ASSIGNMENT ::
Verbatim transcription of the listing is needed.

DATASET EXTRACT ::
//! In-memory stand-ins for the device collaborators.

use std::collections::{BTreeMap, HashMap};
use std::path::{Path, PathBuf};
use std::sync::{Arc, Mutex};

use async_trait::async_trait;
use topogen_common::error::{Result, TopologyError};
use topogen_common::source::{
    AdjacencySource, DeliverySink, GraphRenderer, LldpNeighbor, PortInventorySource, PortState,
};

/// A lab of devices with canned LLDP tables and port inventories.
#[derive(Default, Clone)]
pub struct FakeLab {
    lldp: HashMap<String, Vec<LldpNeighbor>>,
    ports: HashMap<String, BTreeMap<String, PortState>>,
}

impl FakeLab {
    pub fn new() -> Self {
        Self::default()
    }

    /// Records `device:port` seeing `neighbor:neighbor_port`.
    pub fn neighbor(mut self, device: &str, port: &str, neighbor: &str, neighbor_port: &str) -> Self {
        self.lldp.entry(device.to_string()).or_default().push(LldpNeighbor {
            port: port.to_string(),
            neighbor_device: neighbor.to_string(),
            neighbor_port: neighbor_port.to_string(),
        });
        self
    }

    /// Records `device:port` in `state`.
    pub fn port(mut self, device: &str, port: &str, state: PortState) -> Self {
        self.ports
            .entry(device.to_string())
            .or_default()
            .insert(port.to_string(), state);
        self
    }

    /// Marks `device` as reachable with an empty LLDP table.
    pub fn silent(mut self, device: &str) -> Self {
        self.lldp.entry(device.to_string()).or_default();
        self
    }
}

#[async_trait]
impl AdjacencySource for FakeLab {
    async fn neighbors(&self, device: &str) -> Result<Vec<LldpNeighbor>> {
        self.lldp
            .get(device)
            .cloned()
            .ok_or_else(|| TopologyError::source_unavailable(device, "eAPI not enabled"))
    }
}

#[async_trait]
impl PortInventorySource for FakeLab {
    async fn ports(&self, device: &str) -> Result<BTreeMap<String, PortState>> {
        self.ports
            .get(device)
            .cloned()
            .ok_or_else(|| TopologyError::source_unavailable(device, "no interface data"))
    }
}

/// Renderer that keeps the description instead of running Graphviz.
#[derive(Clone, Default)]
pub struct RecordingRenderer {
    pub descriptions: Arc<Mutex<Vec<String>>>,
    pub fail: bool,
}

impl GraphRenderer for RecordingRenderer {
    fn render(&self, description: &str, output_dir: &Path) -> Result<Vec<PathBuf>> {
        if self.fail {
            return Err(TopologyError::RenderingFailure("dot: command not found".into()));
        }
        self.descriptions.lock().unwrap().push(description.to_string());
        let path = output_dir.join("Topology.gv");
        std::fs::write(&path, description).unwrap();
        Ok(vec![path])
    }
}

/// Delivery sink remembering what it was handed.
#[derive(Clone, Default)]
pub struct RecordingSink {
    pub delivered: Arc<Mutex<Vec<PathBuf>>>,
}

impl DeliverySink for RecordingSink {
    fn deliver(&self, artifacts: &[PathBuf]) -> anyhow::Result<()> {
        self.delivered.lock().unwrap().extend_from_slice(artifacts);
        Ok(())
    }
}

RESPONSE ::
//! In-memory stand-ins for the device collaborators.

use std::collections::{BTreeMap, HashMap};
use std::path::{Path, PathBuf};
use std::sync::{Arc, Mutex};

use async_trait::async_trait;
use topogen_common::error::{Result, TopologyError};
use topogen_common::source::{
    AdjacencySource, DeliverySink, GraphRenderer, LldpNeighbor, PortInventorySource, PortState,
};

/// A lab of devices with canned LLDP tables and port inventories.
#[derive(Default, Clone)]
pub struct FakeLab {
    lldp: HashMap<String, Vec<LldpNeighbor>>,
    ports: HashMap<String, BTreeMap<String, PortState>>,
}

impl FakeLab {
    pub fn new() -> Self {
        Self::default()
    }

    /// Records `device:port` seeing `neighbor:neighbor_port`.
    pub fn neighbor(mut self, device: &str, port: &str, neighbor: &str, neighbor_port: &str) -> Self {
        self.lldp.entry(device.to_string()).or_default().push(LldpNeighbor {
            port: port.to_string(),
            neighbor_device: neighbor.to_string(),
            neighbor_port: neighbor_port.to_string(),
        });
        self
    }

    /// Records `device:port` in `state`.
    pub fn port(mut self, device: &str, port: &str, state: PortState) -> Self {
        self.ports
            .entry(device.to_string())
            .or_default()
            .insert(port.to_string(), state);
        self
    }

    /// Marks `device` as reachable with an empty LLDP table.
    pub fn silent(mut self, device: &str) -> Self {
        self.lldp.entry(device.to_string()).or_default();
        self
    }
}

#[async_trait]
impl AdjacencySource for FakeLab {
    async fn neighbors(&self, device: &str) -> Result<Vec<LldpNeighbor>> {
        self.lldp
            .get(device)
            .cloned()
            .ok_or_else(|| TopologyError::source_unavailable(device, "eAPI not enabled"))
    }
}

#[async_trait]
impl PortInventorySource for FakeLab {
    async fn ports(&self, device: &str) -> Result<BTreeMap<String, PortState>> {
        self.ports
            .get(device)
            .cloned()
            .ok_or_else(|| TopologyError::source_unavailable(device, "no interface data"))
    }
}

/// Renderer that keeps the description instead of running Graphviz.
#[derive(Clone, Default)]
pub struct RecordingRenderer {
    pub descriptions: Arc<Mutex<Vec<String>>>,
    pub fail: bool,
}

impl GraphRenderer for RecordingRenderer {
    fn render(&self, description: &str, output_dir: &Path) -> Result<Vec<PathBuf>> {
        if self.fail {
            return Err(TopologyError::RenderingFailure("dot: command not found".into()));
        }
        self.descriptions.lock().unwrap().push(description.to_string());
        let path = output_dir.join("Topology.gv");
        std::fs::write(&path, description).unwrap();
        Ok(vec![path])
    }
}

/// Delivery sink remembering what it was handed.
#[derive(Clone, Default)]
pub struct RecordingSink {
    pub delivered: Arc<Mutex<Vec<PathBuf>>>,
}

impl DeliverySink for RecordingSink {
    fn deliver(&self, artifacts: &[PathBuf]) -> anyhow::Result<()> {
        self.delivered.lock().unwrap().extend_from_slice(artifacts);
        Ok(())
    }
}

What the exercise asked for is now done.